Belakangan ini, aku mendengar kabar tentang seorang
teman lama. Kabar kalau dia akan mengundurkan diri dari pekerjaannya.
Ingatanku mundur ke masa lampau. Kami dulu akrab, saling berbagi cerita
tentang kebaikan Tuhan bersama. Namun, karena dia tak kuat menghadapi
pencobaan hidup, dia kembali ke kehidupannya yang lama. Dia menjadi people pleaser. Hubunganku dengan dia juga menjauh. Dia mengingkari Tuhan, untuk mendapatkan perhatian istimewa dari lingkungannya.
Aku
heran, dengan segala perlakuan istimewa seperti itu, kenapa dia mau
mundur? Dari cerita seorang teman lain, rupanya teman lamaku ini pada
posisi stagnan.
Miris juga. Semula aku berpikir, dia begitu banyak mendapat perlakuan istimewa, pasti enak banget. Tapi ternyata stagnan.
Sementara
aku, kebalikannya. Rasa-rasanya, aku selalu menghadapi yang tidak enak,
tempat yang tidak enak, situasi yang tidak enak. Aku bahkan nyaris
menyerah menghadapi tantangan ini. Bahkan sudah membuat ancang-ancang
pindah ke tempat lain. Ke kota lain. Tapi Tuhan berkehendak lain, meski kelihatannya
tempat itu menawarkan segala sesuatu yang lebih baik.
Tuhan
menghendaki aku tetap berada di tempat sekarang. Menghadapi Goliat-ku. Yang kelihatan melalui kacamata pribadiku tidak bisa ditaklukan.
Saat
itulah Tuhan bicara, ”Kamu lihat, dia memilih kenyamanan, dan dia nggak
bergerak ke mana-mana. Stagnan. Aku sengaja menaruhmu ke dalam situasi
yang serba nggak enak—semuanya untuk membentuk kamu. Sekarang
lihatlah, kamu memang mulai belajar dari nol lagi. Segala sesuatunya
seperti terlihat terbalik. Posisimu sepertinya di bawah. Ada
'pelajaran-pelajaran' yang tengah Kuberikan kepadaMu. Ingatlah, berlian
tercipta karena dia disesah dan dikikir. Itu sakit. Tapi percayalah,
segala sesuatunya mendatangkan kebaikan buatmu, selama kamu taat dan
memberi respon yang benar.”
Galatia
6: 9 Janganlah kita jemu-jemu berbuat baik, karena apabila sudah datang
waktunya, kita akan menuai jika kita tidak menjadi lemah.
Gal
6: 9 (Versi AMP): And let us not lose heart and grow weary
and faint in acting nobly and doing right, for in due time and at the
appointed season we shall reap, if we do not loosen and relax our
courage and faint.
Aku
nggak bisa menahan butiran-butiran airmata jatuh dari pelupuk mataku,
ketika aku membaca ayat ini. Aku merasa Dia menguatkan aku.
Dan
ini catatannya Joyce Meyer, salah seorang Preacher yang sangat diberkati Tuhan, mengenai ayat itu: He takes time to do
right; He lays a solid foundation before He attempts to build a
building. We are God’s building under construction. He is master
Builder, and He knows what He is doing, but He does, and that will have
to be good enough.
Yes, I am God’s building under construction.
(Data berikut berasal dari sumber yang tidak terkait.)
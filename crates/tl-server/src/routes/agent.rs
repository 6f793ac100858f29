//! POST /agent — the chat endpoint, behind the guardrail gateway

use std::net::SocketAddr;

use axum::body::Body;
use axum::extract::{ConnectInfo, Request, State};
use axum::http::StatusCode;
use axum::response::{IntoResponse, Response};
use bytes::Bytes;
use tokio::sync::mpsc;
use tracing::{debug, error};

use tl_gateway::{ResponseMessage, Scope};

use crate::bridge::{ChannelSink, HttpMessageSource};
use crate::state::AppState;

/// Run one chat exchange through the gateway.
///
/// The request body is handed to the gateway as a message stream; whatever
/// the gateway (or the agent behind it) sends back is streamed out as the
/// HTTP response. The first outbound message fixes status and headers.
pub async fn agent_chat(State(state): State<AppState>, request: Request) -> Response {
    let (parts, body) = request.into_parts();
    let scope = Scope {
        method: parts.method.as_str().to_string(),
        path: parts.uri.path().to_string(),
        client: parts
            .extensions
            .get::<ConnectInfo<SocketAddr>>()
            .map(|ConnectInfo(addr)| *addr),
    };

    let (tx, mut rx) = mpsc::channel::<ResponseMessage>(16);
    let gateway = state.gateway.clone();
    tokio::spawn(async move {
        let mut source = HttpMessageSource::new(body.into_data_stream());
        let mut sink = ChannelSink::new(tx);
        if let Err(e) = gateway.handle(&scope, &mut source, &mut sink).await {
            // The client is gone or the exchange broke mid-stream; nothing
            // left to deliver the error to.
            debug!("Agent exchange ended with transport error: {e}");
        }
    });

    let Some(ResponseMessage::Start { status, headers }) = rx.recv().await else {
        error!("Gateway produced no response start");
        return StatusCode::INTERNAL_SERVER_ERROR.into_response();
    };

    let body_stream = async_stream::stream! {
        while let Some(message) = rx.recv().await {
            if let ResponseMessage::Body { body, more_body } = message {
                yield Ok::<Bytes, std::convert::Infallible>(body);
                if !more_body {
                    break;
                }
            }
        }
    };

    let mut builder =
        Response::builder().status(StatusCode::from_u16(status).unwrap_or(StatusCode::OK));
    for (name, value) in headers {
        builder = builder.header(name, value);
    }
    builder
        .body(Body::from_stream(body_stream))
        .unwrap_or_else(|e| {
            error!("Failed to assemble response: {e}");
            StatusCode::INTERNAL_SERVER_ERROR.into_response()
        })
}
Tuhan sedang membuat konstruksi bangunan karakterku: pengampunan, kerendahan hati, dan menguatkan otot-otot imanku.
“Suatu
ketika, beberapa tahun datang dari sekarang, kamu akan menoleh ke
belakang, mengingat peristiwa-peristiwa ini, dan melihat betapa setianya
Aku menyertai kamu,” bisikNya lembut.